Get the money

"Todo va bien". Prohibido decir lo contrario. Todo positivo, nada negativo

Economistas, empresarios, analistas... También periodistas. Todos ellos me dicen cada día que todo va mejor. Que la recesión quedó atrás y que estamos saliendo de la crisis. Se sientan en mi mesa, a compartir tertulia cada mañana, y ponen los datos sobre la mesa: baja el paro, suben las exportaciones; crecen los ingresos por turismo, se venden más coches; sube la bolsa, baja la prima de riesgo; el Tesoro coloca deuda a tipos mínimos y los bancos dicen que el crédito comienza a fluir. Suena bien, pero ¿viven ellos en el mismo planeta que yo?

Decía esta semana Francisco González, el presidente del BBVA que en año y medio España va a crear 400.000 empleos. Hace unas semanas el presidente de Telefónica pronosticaba un descenso del paro del 26% actual al 14% en los próximos cuatro años. Suena bien la música. Muy bien. Suena tan bien que faltan los violines, las florecillas y las mariposas revoloteando al alrededor. ¡Ja! Tengo la sensación de que lo políticamente correcto ahora es decir que las cosas van mejor, que las empresas ganan más e incluso, sentenciar que algunas compañías deberían comenzar a subir salarios. ¿Subir salarios cuando hay un exceso de demanda de trabajo y una escasez de oferta de trabajo? No lo entiendo. Me chirrían los oídos y se me retuercen las tripas sólo con pensarlo. Imposible. No nos lo podemos permitir ni locos de atar.

Me cuentan que los inversores extranjeros llegan a España dispuestos a comprarlo todo: pisos, bloques enteros de viviendas, hoteles, centros comerciales, oficinas... buscan precio y lo encuentran: buscan seguridad institucional y la tienen. Buscan rentabilidad a corto plazo y esperan conseguirla.
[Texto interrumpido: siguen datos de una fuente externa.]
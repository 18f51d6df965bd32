//! Push-based stage chains
//!
//! A chain is a strict line of stages: each stage subscribes a callback to
//! its upstream and republishes through its own [`Subject`]. Delivery is
//! synchronous. A push returns only after every downstream stage has
//! processed what it produced, so no stage queues, defers or reorders data.
//!
//! Spans handed to observers borrow memory owned by the emitting stage or by
//! the original caller. They are valid for the duration of the callback only
//! and must be copied to be retained.

pub mod chunking;
pub mod lifecycle;
pub mod reassembler;
pub mod subject;
pub mod tap;

use std::sync::Arc;

pub use chunking::ChunkingStage;
pub use lifecycle::StageOptions;
pub use reassembler::FrameReassembler;
pub use subject::{Subject, Subscription};
pub use tap::TapStage;

use crate::audio::format::AudioFormat;
use crate::audio::sink::{play, AudioInput};
use crate::codec::decoder::FrameDecoder;
use crate::codec::encoder::FrameEncoder;
use crate::codec::transform::SharedBackend;
use crate::config::{DecoderSettings, EncoderSettings};
use crate::error::{Error, Result};

/// One notification travelling down a chain
#[derive(Debug, Clone, Copy)]
pub enum Signal<'a> {
    /// A span of bytes, valid only for the duration of the callback
    Data(&'a [u8]),
    /// The upstream finished normally
    Completed,
    /// The upstream hit a terminal error
    Failed(&'a Error),
}

/// Subscriber callback
pub type Observer = Arc<dyn Fn(Signal<'_>) + Send + Sync>;

/// A stage or source that publishes a byte stream of a known format
pub trait AudioOutput: Send + Sync {
    /// Format of the PCM stream this output carries (or encodes)
    fn format(&self) -> AudioFormat;

    /// Register a subscriber; dropping the handle unsubscribes it
    fn subscribe(&self, observer: Observer) -> Subscription;

    /// Tear the output down. Idempotent; later pushes are ignored.
    fn dispose(&self);

    fn is_disposed(&self) -> bool;
}

/// Fluent construction of linear chains
pub trait AudioOutputExt {
    /// Re-slice the stream into frames of exactly `frame_len` bytes
    fn chunking(&self, frame_len: usize, options: StageOptions) -> Result<Arc<ChunkingStage>>;

    /// Observe every span without changing the stream
    fn tap<F>(&self, callback: F, options: StageOptions) -> Arc<TapStage>
    where
        F: Fn(&[u8]) + Send + Sync + 'static;

    /// Encode PCM into packets
    fn encode(
        &self,
        settings: &EncoderSettings,
        backend: SharedBackend,
        options: StageOptions,
    ) -> Result<Arc<FrameEncoder>>;

    /// Decode packets into PCM frames
    fn decode(
        &self,
        settings: &DecoderSettings,
        backend: SharedBackend,
        options: StageOptions,
    ) -> Result<Arc<FrameDecoder>>;

    /// Deliver the stream into a sink
    fn play(&self, sink: Arc<dyn AudioInput>) -> Result<Subscription>;
}

impl<T: AudioOutput + 'static> AudioOutputExt for Arc<T> {
    fn chunking(&self, frame_len: usize, options: StageOptions) -> Result<Arc<ChunkingStage>> {
        ChunkingStage::new(self.clone(), frame_len, options)
    }

    fn tap<F>(&self, callback: F, options: StageOptions) -> Arc<TapStage>
    where
        F: Fn(&[u8]) + Send + Sync + 'static,
    {
        TapStage::new(self.clone(), callback, options)
    }

    fn encode(
        &self,
        settings: &EncoderSettings,
        backend: SharedBackend,
        options: StageOptions,
    ) -> Result<Arc<FrameEncoder>> {
        FrameEncoder::new(self.clone(), settings, backend, options)
    }

    fn decode(
        &self,
        settings: &DecoderSettings,
        backend: SharedBackend,
        options: StageOptions,
    ) -> Result<Arc<FrameDecoder>> {
        FrameDecoder::new(self.clone(), settings, backend, options)
    }

    fn play(&self, sink: Arc<dyn AudioInput>) -> Result<Subscription> {
        play(self.as_ref(), sink)
    }
}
Es el mundo de los grandes inversores, de las firmas de capital riesgo, de las fortunas... en mi mundo, el del trabajo, el salario y las deudas... la realidad es bien distinta. Nadie compra piso porque el banco no le presta dinero. Nadie compra piso porque no tiene la seguridad de mantener su puesto de trabajo. Nadie compra piso porque no tiene un buen puñado de euros bajo el colchón ni patrimonio que respalde la petición de una hipoteca. Hablo del tendero, del taxista, de la enfermera y del profesor. Hablo de la clase media española que está acorralada por las deudas, atemorizada por la pérdida de empleo y castigada por la elevada presión fiscal.

Y por fin apareció Montoro. El ministro está a punto de sacar la reforma fiscal del horno. Dicen que bajará el tipo máximo del IRPF al 50%, que rebajará la presión fiscal a los autónomos, que gravará aún más la segunda vivienda, que eliminará deducciones, aumentará los impuestos medioambientales, que no subirá el IVA, que sí bajará las cotizaciones sociales... bla, bla, bla... ¿Sabe lo que va a pasar al final? Que vamos a pagar los mismos y que se van a librar los de siempre. Que bajarán por aquí y subirán por allí y nos atraparán a usted y a mi, siempre los mismos.